Matt Cutts went over BigDaddy in several Webmasterworld Sessions last week and just did a post on his blog that sums that up.
"When you surf around the web, you fetch pages via your ISP. Some ISPs cache web pages and then can serve that page to other users visiting the same page. For example, if user A requests www.cnn.com, an ISP can deliver that page to user A and cache that page. If user B requests www.cnn.com a second later, the ISP can return the cached page. Lots of ISPs and companies do this to save bandwidth. For example, Squid is one web proxy cache that is free and common that a lot of people have heard of".
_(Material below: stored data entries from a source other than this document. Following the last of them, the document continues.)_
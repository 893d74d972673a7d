//! Runstage - sequencing-run staging pipeline

use anyhow::{Context, Result};
use clap::{Parser, Subcommand};
use runstage_common::logging::{init_logging, LogConfig, LogLevel};
use runstage_worker::api::{HttpPipelineApi, PipelineApi};
use runstage_worker::config::Config;
use runstage_worker::progress::LogProgress;
use runstage_worker::register::Registration;
use runstage_worker::steps::{StepContext, StepDeps, StepKind, StepRegistry};
use runstage_worker::storage::{s3::S3RemoteStorage, RemoteStorage};
use runstage_worker::workflow::{
    router, LocalQueue, MemoryWorkflowStore, PgWorkflowStore, RetryPolicy, Sequencer, WorkerPool,
    WorkflowStore,
};
use std::net::SocketAddr;
use std::sync::Arc;
use tokio::signal;
use tokio_util::sync::CancellationToken;
use tracing::{error, info, warn};

#[derive(Parser, Debug)]
#[command(name = "runstage")]
#[command(author, version, about = "Sequencing-run staging pipeline")]
struct Cli {
    #[command(subcommand)]
    command: Command,

    /// Verbose output
    #[arg(short, long, global = true)]
    verbose: bool,
}

#[derive(Subcommand, Debug)]
enum Command {
    /// Run the worker pool, the workflow API and the registration scanner
    Run,

    /// Run one step once for a batch, outside any workflow
    Step {
        /// Step kind (inspect, archive, stage, validate, report)
        kind: String,

        /// Batch / dataset id
        id: String,
    },

    /// Print the effective configuration
    CheckConfig,
}

#[tokio::main]
async fn main() -> Result<()> {
    let cli = Cli::parse();

    let mut log_config = LogConfig::from_env()?;
    if cli.verbose {
        log_config.level = LogLevel::Debug;
    }
    let _log_guard = init_logging(&log_config)?;

    let config = Config::load()?;

    match cli.command {
        Command::Run => run(config).await,
        Command::Step { kind, id } => run_step(config, &kind, &id).await,
        Command::CheckConfig => {
            println!("{}", serde_json::to_string_pretty(&config.redacted())?);
            Ok(())
        },
    }
}

fn step_deps(config: Arc<Config>) -> Result<StepDeps> {
    let api: Arc<dyn PipelineApi> =
        Arc::new(HttpPipelineApi::new(&config.api).context("Failed to build API client")?);
    let storage: Arc<dyn RemoteStorage> = Arc::new(S3RemoteStorage::new(&config.storage));
    info!(api = %config.api.url, bucket = %config.storage.bucket, "Collaborators initialized");

    Ok(StepDeps {
        api,
        storage,
        config,
    })
}

async fn run(config: Config) -> Result<()> {
    let config = Arc::new(config);
    let deps = step_deps(config.clone())?;
    let api = deps.api.clone();
    let registry = Arc::new(StepRegistry::standard(deps));

    let store: Arc<dyn WorkflowStore> = match &config.database_url {
        Some(url) => {
            let store = PgWorkflowStore::connect(url).await?;
            info!("Using PostgreSQL workflow store");
            Arc::new(store)
        },
        None => {
            warn!("DATABASE_URL not set, workflows are kept in memory only");
            Arc::new(MemoryWorkflowStore::new())
        },
    };

    let (queue, receiver) = LocalQueue::new();
    let sequencer = Arc::new(Sequencer::new(store, Arc::new(queue), registry.clone()));
    let shutdown = CancellationToken::new();

    let pool = Arc::new(WorkerPool::new(
        sequencer.clone(),
        registry,
        RetryPolicy::from(&config.queue),
        config.queue.workers,
    ));
    let workers = pool.spawn(receiver, shutdown.clone());
    info!(workers = config.queue.workers, "Worker pool started");

    let recovered = sequencer.recover().await?;
    if recovered > 0 {
        info!(recovered, "Re-dispatched running workflows");
    }

    let scanner = if config.registration.enabled {
        let registration = Registration::new(api, sequencer.clone(), config.registration.clone());
        let token = shutdown.clone();
        Some(tokio::spawn(async move { registration.run(token).await }))
    } else {
        info!("Registration is disabled");
        None
    };

    let addr: SocketAddr = format!("{}:{}", config.server.host, config.server.port).parse()?;
    let listener = tokio::net::TcpListener::bind(addr).await?;
    info!("Workflow API listening on {}", addr);

    axum::serve(listener, router(sequencer))
        .with_graceful_shutdown(shutdown_signal(shutdown.clone()))
        .await?;

    shutdown.cancel();
    if let Some(scanner) = scanner {
        match scanner.await {
            Ok(Ok(())) => {},
            Ok(Err(e)) => error!(error = %e, "Registration scanner failed"),
            Err(e) => error!(error = %e, "Registration scanner task panicked"),
        }
    }
    for worker in workers {
        if let Err(e) = worker.await {
            error!(error = %e, "Worker task panicked");
        }
    }

    info!("Shut down gracefully");
    Ok(())
}

async fn run_step(config: Config, kind: &str, id: &str) -> Result<()> {
    let kind: StepKind = kind.parse()?;
    let registry = StepRegistry::standard(step_deps(Arc::new(config))?);
    let handler = registry
        .get(kind)
        .with_context(|| format!("No handler registered for {kind}"))?;

    info!(%kind, id, "Running step");
    let output = handler
        .run(StepContext::standalone(id, Arc::new(LogProgress)))
        .await
        .map_err(|e| anyhow::Error::new(e.into_inner()))?;

    println!("{}", serde_json::to_string_pretty(&output)?);
    Ok(())
}

/// Resolves on Ctrl+C or SIGTERM, or once `shutdown` is cancelled
async fn shutdown_signal(shutdown: CancellationToken) {
    let ctrl_c = async {
        if let Err(e) = signal::ctrl_c().await {
            error!("Failed to install Ctrl+C handler: {}", e);
            std::future::pending::<()>().await;
        }
    };

    #[cfg(unix)]
    let terminate = async {
        match signal::unix::signal(signal::unix::SignalKind::terminate()) {
            Ok(mut signal) => {
                signal.recv().await;
            },
            Err(e) => {
                error!("Failed to install SIGTERM handler: {}", e);
                std::future::pending::<()>().await;
            },
        }
    };

    #[cfg(not(unix))]
    let terminate = std::future::pending::<()>();

    tokio::select! {
        _ = ctrl_c => info!("Received Ctrl+C, starting graceful shutdown"),
        _ = terminate => info!("Received terminate signal, starting graceful shutdown"),
        _ = shutdown.cancelled() => {},
    }

    shutdown.cancel();
}
//! Recursive merge of structured values

use serde_json::Value;

/// Merge `overlay` into `base`.
///
/// Objects present on both sides are merged key by key; any other conflict
/// is resolved in favour of `overlay`, including arrays, which are replaced
/// rather than concatenated.
pub fn merge(base: &mut Value, overlay: Value) {
    match (base, overlay) {
        (Value::Object(base_map), Value::Object(overlay_map)) => {
            for (key, value) in overlay_map {
                match base_map.get_mut(&key) {
                    Some(existing) => merge(existing, value),
                    None => {
                        base_map.insert(key, value);
                    },
                }
            }
        },
        (slot, value) => *slot = value,
    }
}

/// Owned variant of [`merge`]
pub fn merged(mut base: Value, overlay: Value) -> Value {
    merge(&mut base, overlay);
    base
}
…"As part of the Bigdaddy infrastructure switchover, Google has been working on frameworks for smarter crawling, improved canonicalization, and better indexing. On the smarter crawling front, one of the things we’ve been working on is bandwidth reduction. For example, the pre-Bigdaddy webcrawl Googlebot with user-agent “Googlebot/2.1 (+http://www.google.com/bot.html)” would sometimes allow gzipped encoding. The newer Bigdaddy Googlebots with user-agent “Mozilla/5.0 (compatible; Googlebot/2.1; +http://www.google.com/bot.html)” are much more likely to support gzip encoding. That reduces Googlebot’s bandwidth usage for site owners and webmasters. From my conversations with the crawl/index team, it sounds like there’s a lot of head-room for webmasters to reduce their bandwith by turning on gzip encoding."
Most of this was annouced last week but since Matt did a post on it, I’m mentioning it on Webmetericsguru.com.